Blackberry Smoke clearly is the modern day southern rock band, but do not attend one of their shows expecting to hear a southern rock tribute band.  The only moment where the cover of any southern rock songs occurred was during "Sleeping Dogs", as the Starr and guitartist Paul Jackson took a moment to work in a short instrumental of "Blue Sky", followed up by a snippet of "Midnight Rider", two cuts from The Allman Brothers Band.  This band is proud of their originality and proud to have a distinct sound that is different from their forefathers.  And this band can more than back it up with their level of talent.

Other highlights of the evening was a performance of "Left of Me", a tune that was recently featured in an episode of the FX program Sons of Anarchy, and one of the closing numbers "Shake Your Magnolia", which featured that good old fashioned rock n' roll staple, two ladies dancing on the side of the stage.

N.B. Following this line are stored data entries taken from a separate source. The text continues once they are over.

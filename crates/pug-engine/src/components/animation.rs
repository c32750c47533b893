//! Animation component for sprite frame sequences.
//!
//! Frames are laid out as a horizontal strip: frame `i` is the first frame's
//! rect shifted right by `i` frame widths.

use crate::core::geometry::Rect;

/// Playback state for one strip animation.
#[derive(Debug, Clone, PartialEq)]
pub struct Animation {
    /// Animation record name.
    pub name: String,
    /// Texture holding the strip.
    pub texture: String,
    /// Rect of frame 0.
    pub first_frame: Rect,
    /// Current frame index.
    pub frame_index: usize,
    /// Number of frames in the strip.
    pub frame_count: usize,
    /// Seconds per frame.
    pub frame_duration: f32,
    /// Whether to wrap around when reaching the end.
    pub repeat: bool,
    /// Time accumulated in the current frame.
    frame_timer: f32,
}

impl Animation {
    pub fn new(
        name: impl Into<String>,
        texture: impl Into<String>,
        first_frame: Rect,
        frame_count: usize,
        frame_duration: f32,
        repeat: bool,
    ) -> Self {
        Self {
            name: name.into(),
            texture: texture.into(),
            first_frame,
            frame_index: 0,
            frame_count: frame_count.max(1),
            frame_duration,
            repeat,
            frame_timer: 0.0,
        }
    }

    /// Texture rect for the current frame.
    pub fn current_rect(&self) -> Rect {
        Rect {
            left: self.first_frame.left + self.first_frame.width * self.frame_index as f32,
            ..self.first_frame
        }
    }

    /// True once a non-repeating animation sits on its last frame.
    pub fn has_ended(&self) -> bool {
        !self.repeat && self.frame_index + 1 >= self.frame_count
    }

    /// Advance by `dt` seconds. Returns true if the frame changed.
    pub fn tick(&mut self, dt: f32) -> bool {
        if self.frame_duration <= 0.0 || self.has_ended() {
            return false;
        }

        self.frame_timer += dt;
        let mut frame_changed = false;

        while self.frame_timer >= self.frame_duration {
            self.frame_timer -= self.frame_duration;
            self.frame_index += 1;
            frame_changed = true;

            if self.frame_index >= self.frame_count {
                if self.repeat {
                    self.frame_index = 0;
                } else {
                    self.frame_index = self.frame_count - 1;
                    break;
                }
            }
        }

        frame_changed
    }
}
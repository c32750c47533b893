use std::path::{Path, PathBuf};

use image::RgbaImage;

use crate::assets::manifest::AssetManifest;
use crate::components::animation::Animation;
use crate::components::sprite::Sprite;
use crate::core::geometry::Rect;
use crate::error::{EngineError, Result};

/// Keyed asset store built from an [`AssetManifest`].
///
/// Lookups by name return `None` for unknown names; callers fall back to
/// whatever makes sense (usually an invisible or whole-texture sprite).
#[derive(Debug, Clone, Default)]
pub struct Assets {
    manifest: AssetManifest,
    root: PathBuf,
}

impl Assets {
    pub fn new() -> Self {
        Self::default()
    }

    /// Build a store whose relative paths resolve against `root`.
    pub fn from_manifest(manifest: AssetManifest, root: impl Into<PathBuf>) -> Self {
        Self {
            manifest,
            root: root.into(),
        }
    }

    pub fn manifest(&self) -> &AssetManifest {
        &self.manifest
    }

    pub fn has_texture(&self, name: &str) -> bool {
        self.manifest.textures.contains_key(name)
    }

    /// Pixel size of a texture, if known.
    pub fn texture_size(&self, name: &str) -> Option<(u32, u32)> {
        self.manifest.textures.get(name).map(|t| (t.width, t.height))
    }

    pub fn font_path(&self, name: &str) -> Option<PathBuf> {
        self.manifest.fonts.get(name).map(|p| self.root.join(p))
    }

    /// A centered sprite for a named sprite record.
    pub fn sprite(&self, name: &str) -> Option<Sprite> {
        self.manifest.sprites.get(name).map(|desc| {
            let [left, top, width, height] = desc.rect;
            Sprite::new(desc.texture.clone(), Rect::new(left, top, width, height))
        })
    }

    /// A fresh animation for a named animation record.
    pub fn animation(&self, name: &str) -> Option<Animation> {
        self.manifest.animations.get(name).map(|desc| {
            let [left, top, width, height] = desc.first_frame;
            Animation::new(
                name,
                desc.texture.clone(),
                Rect::new(left, top, width, height),
                desc.frame_count,
                desc.frame_duration,
                desc.repeat,
            )
        })
    }

    /// Playback length of a sound effect; unknown sounds last one second.
    pub fn sound_duration(&self, name: &str) -> f32 {
        self.manifest.sounds.get(name).map(|s| s.duration).unwrap_or(1.0)
    }

    pub fn has_music(&self, name: &str) -> bool {
        self.manifest.music.contains_key(name)
    }

    /// Decode a texture's pixels, e.g. to sample a level background.
    pub fn load_image(&self, texture: &str) -> Result<RgbaImage> {
        let desc = self
            .manifest
            .textures
            .get(texture)
            .ok_or_else(|| EngineError::UnknownTexture(texture.to_string()))?;
        load_rgba(self.root.join(&desc.path))
    }
}

/// Decode any supported image file into RGBA8 pixels.
pub fn load_rgba(path: impl AsRef<Path>) -> Result<RgbaImage> {
    let path = path.as_ref();
    image::open(path)
        .map(|img| img.to_rgba8())
        .map_err(|source| EngineError::Image {
            path: path.to_path_buf(),
            source,
        })
}

#[cfg(test)]
mod tests {
    use super::*;

    fn store() -> Assets {
        let json = r#"{
            "textures": { "pug": { "path": "pug.png", "width": 128, "height": 64 } },
            "sprites": { "playerPug": { "texture": "pug", "rect": [0, 0, 35, 33] } },
            "animations": {
                "run": { "texture": "pug", "first_frame": [0, 33, 35, 33], "frame_count": 4, "frame_duration": 0.1, "repeat": false }
            },
            "sounds": { "bark": { "path": "bark.wav", "duration": 0.5 } }
        }"#;
        Assets::from_manifest(AssetManifest::from_json(json).unwrap(), "assets")
    }

    #[test]
    fn sprite_lookup_builds_centered_sprite() {
        let sprite = store().sprite("playerPug").expect("sprite should exist");
        assert_eq!(sprite.texture, "pug");
        assert_eq!(sprite.rect, Some(Rect::new(0.0, 0.0, 35.0, 33.0)));
        assert!(sprite.centered);
    }

    #[test]
    fn animation_lookup_copies_record() {
        let anim = store().animation("run").expect("animation should exist");
        assert_eq!(anim.frame_count, 4);
        assert!(!anim.repeat);
        assert_eq!(anim.frame_index, 0);
    }

    #[test]
    fn unknown_names_return_none() {
        let assets = store();
        assert!(assets.sprite("nope").is_none());
        assert!(assets.animation("nope").is_none());
        assert_eq!(assets.sound_duration("nope"), 1.0);
        assert_eq!(assets.sound_duration("bark"), 0.5);
    }

    #[test]
    fn load_image_of_unknown_texture_fails() {
        let err = store().load_image("missing").unwrap_err();
        assert!(matches!(err, EngineError::UnknownTexture(name) if name == "missing"));
    }

    #[test]
    fn load_image_of_missing_file_is_image_error() {
        let err = store().load_image("pug").unwrap_err();
        assert!(matches!(err, EngineError::Image { .. }));
    }
}
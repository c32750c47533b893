//! Animation system: ticks animations and updates sprite frames.

use crate::components::animation::Animation;
use crate::components::sprite::Sprite;
use crate::core::entity_manager::EntityManager;

/// Tick every entity animation and point its sprite at the current frame.
///
/// Call this once per frame before rendering. Entities whose non-repeating
/// animation finished are left on the last frame.
pub fn tick_animations(entities: &mut EntityManager, dt: f32) {
    for entity in entities.iter_mut() {
        let Some(anim) = entity.get_mut::<Animation>() else {
            continue;
        };
        anim.tick(dt);
        let (texture, rect) = (anim.texture.clone(), anim.current_rect());

        if let Some(sprite) = entity.get_mut::<Sprite>() {
            sprite.texture = texture;
            sprite.rect = Some(rect);
        }
    }
}
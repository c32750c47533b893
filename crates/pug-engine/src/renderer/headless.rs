use std::collections::BTreeMap;

use glam::Vec2;
use serde::{Deserialize, Serialize};

use crate::api::types::{MusicEvent, SoundEvent};
use crate::input::queue::{InputEvent, InputQueue, KeyCode};
use crate::renderer::instance::RenderBuffer;
use crate::renderer::window::Window;

/// One scripted key transition, as stored in a JSON input script.
#[derive(Debug, Clone, Copy, PartialEq, Eq, Serialize, Deserialize)]
pub struct ScriptedKey {
    /// Frame number (0-based) at which the event is delivered.
    pub frame: u64,
    pub key: KeyCode,
    /// true = key down, false = key up.
    pub pressed: bool,
}

/// Offscreen window that replays scripted input and records what was presented.
///
/// Closes itself after `max_frames` presented frames, if set.
#[derive(Debug)]
pub struct HeadlessWindow {
    size: Vec2,
    open: bool,
    frame: u64,
    max_frames: Option<u64>,
    script: BTreeMap<u64, Vec<InputEvent>>,
    last_frame: Option<RenderBuffer>,
    /// Instance bytes a GPU backend would have uploaded, summed over all frames.
    uploaded_bytes: u64,
    sounds: Vec<SoundEvent>,
    music: Vec<MusicEvent>,
}

impl HeadlessWindow {
    pub fn new(width: f32, height: f32) -> Self {
        Self {
            size: Vec2::new(width, height),
            open: true,
            frame: 0,
            max_frames: None,
            script: BTreeMap::new(),
            last_frame: None,
            uploaded_bytes: 0,
            sounds: Vec::new(),
            music: Vec::new(),
        }
    }

    pub fn with_max_frames(mut self, frames: u64) -> Self {
        self.max_frames = Some(frames);
        self
    }

    /// Queue an event for delivery at the start of `frame`.
    pub fn schedule(&mut self, frame: u64, event: InputEvent) {
        self.script.entry(frame).or_default().push(event);
    }

    pub fn with_script(mut self, keys: &[ScriptedKey]) -> Self {
        for k in keys {
            let event = if k.pressed {
                InputEvent::KeyDown { key: k.key }
            } else {
                InputEvent::KeyUp { key: k.key }
            };
            self.schedule(k.frame, event);
        }
        self
    }

    pub fn frames_presented(&self) -> u64 {
        self.frame
    }

    /// The most recently presented frame.
    pub fn last_frame(&self) -> Option<&RenderBuffer> {
        self.last_frame.as_ref()
    }

    pub fn uploaded_bytes(&self) -> u64 {
        self.uploaded_bytes
    }

    /// Every sound played so far.
    pub fn sounds(&self) -> &[SoundEvent] {
        &self.sounds
    }

    /// Every music request so far.
    pub fn music(&self) -> &[MusicEvent] {
        &self.music
    }
}

impl Window for HeadlessWindow {
    fn backend(&self) -> &'static str {
        "headless"
    }

    fn is_open(&self) -> bool {
        self.open
    }

    fn size(&self) -> Vec2 {
        self.size
    }

    fn poll_events(&mut self, queue: &mut InputQueue) {
        if let Some(events) = self.script.remove(&self.frame) {
            for event in events {
                if let InputEvent::Resized { width, height } = event {
                    self.size = Vec2::new(width, height);
                }
                queue.push(event);
            }
        }
    }

    fn clear(&mut self, _color: [u8; 3]) {}

    fn present(&mut self, frame: &RenderBuffer) {
        self.uploaded_bytes += frame.instance_bytes().len() as u64;
        self.last_frame = Some(frame.clone());
        self.frame += 1;
        if self.max_frames.is_some_and(|max| self.frame >= max) {
            self.open = false;
        }
    }

    fn play_audio(&mut self, sounds: &[SoundEvent], music: &[MusicEvent]) {
        self.sounds.extend_from_slice(sounds);
        self.music.extend_from_slice(music);
    }

    fn close(&mut self) {
        self.open = false;
    }
}

#[cfg(test)]
mod tests {
    use super::*;
    use crate::renderer::camera::Camera2D;
    use crate::renderer::instance::RenderInstance;

    #[test]
    fn delivers_scripted_events_on_their_frame() {
        let mut window = HeadlessWindow::new(800.0, 600.0).with_script(&[
            ScriptedKey { frame: 1, key: KeyCode::E, pressed: true },
        ]);
        let mut queue = InputQueue::new();
        let frame = RenderBuffer::new(Camera2D::new(800.0, 600.0));

        window.poll_events(&mut queue);
        assert!(queue.is_empty());
        window.present(&frame);

        window.poll_events(&mut queue);
        assert_eq!(queue.drain(), vec![InputEvent::KeyDown { key: KeyCode::E }]);
    }

    #[test]
    fn closes_after_max_frames() {
        let mut window = HeadlessWindow::new(10.0, 10.0).with_max_frames(2);
        let frame = RenderBuffer::new(Camera2D::new(10.0, 10.0));
        window.present(&frame);
        assert!(window.is_open());
        window.present(&frame);
        assert!(!window.is_open());
        assert_eq!(window.frames_presented(), 2);
    }

    #[test]
    fn present_counts_instance_upload() {
        let mut window = HeadlessWindow::new(10.0, 10.0);
        let mut frame = RenderBuffer::new(Camera2D::new(10.0, 10.0));
        frame.push(RenderInstance::default());
        frame.push(RenderInstance::default());
        window.present(&frame);
        window.present(&frame);
        assert_eq!(window.uploaded_bytes(), 4 * RenderInstance::STRIDE_BYTES as u64);
    }

    #[test]
    fn script_parses_from_json() {
        let keys: Vec<ScriptedKey> =
            serde_json::from_str(r#"[{ "frame": 3, "key": "Left", "pressed": true }]"#).unwrap();
        assert_eq!(keys[0].key, KeyCode::Left);
    }
}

Opening the show for Blackberry Smoke was a young man from Alabama, Drake White.  Drake performed his opening set with just himself and an acoustic guitar, and performed admirably.  This young man is set to carry on the great southern rock and country tradition and is an excellent choice to be the opening act on this tour.  A song inspired by his grandfather, "Fifty Years to Late", shows that Drake is a deep and thoughtful singer songwriter who is ready to take his artistic career to the next level.

The tour continues this weekend, beginning tonight (Feb. 8) in Silver Spring, Maryland at the Filmore Silver Spring, tomorrow (Feb. 9) in Philadelphia, Pennsylvania at the Theatre of the Living Arts, and Monday (Feb. 11) at Headliner's Music Hall in Louisville, Kentucky.  Blackberry Smoke will also open up for the Zac Brown Band for a few dates in February.  Drake White opens for all dates on the Live Nation Ones to Watch Tour.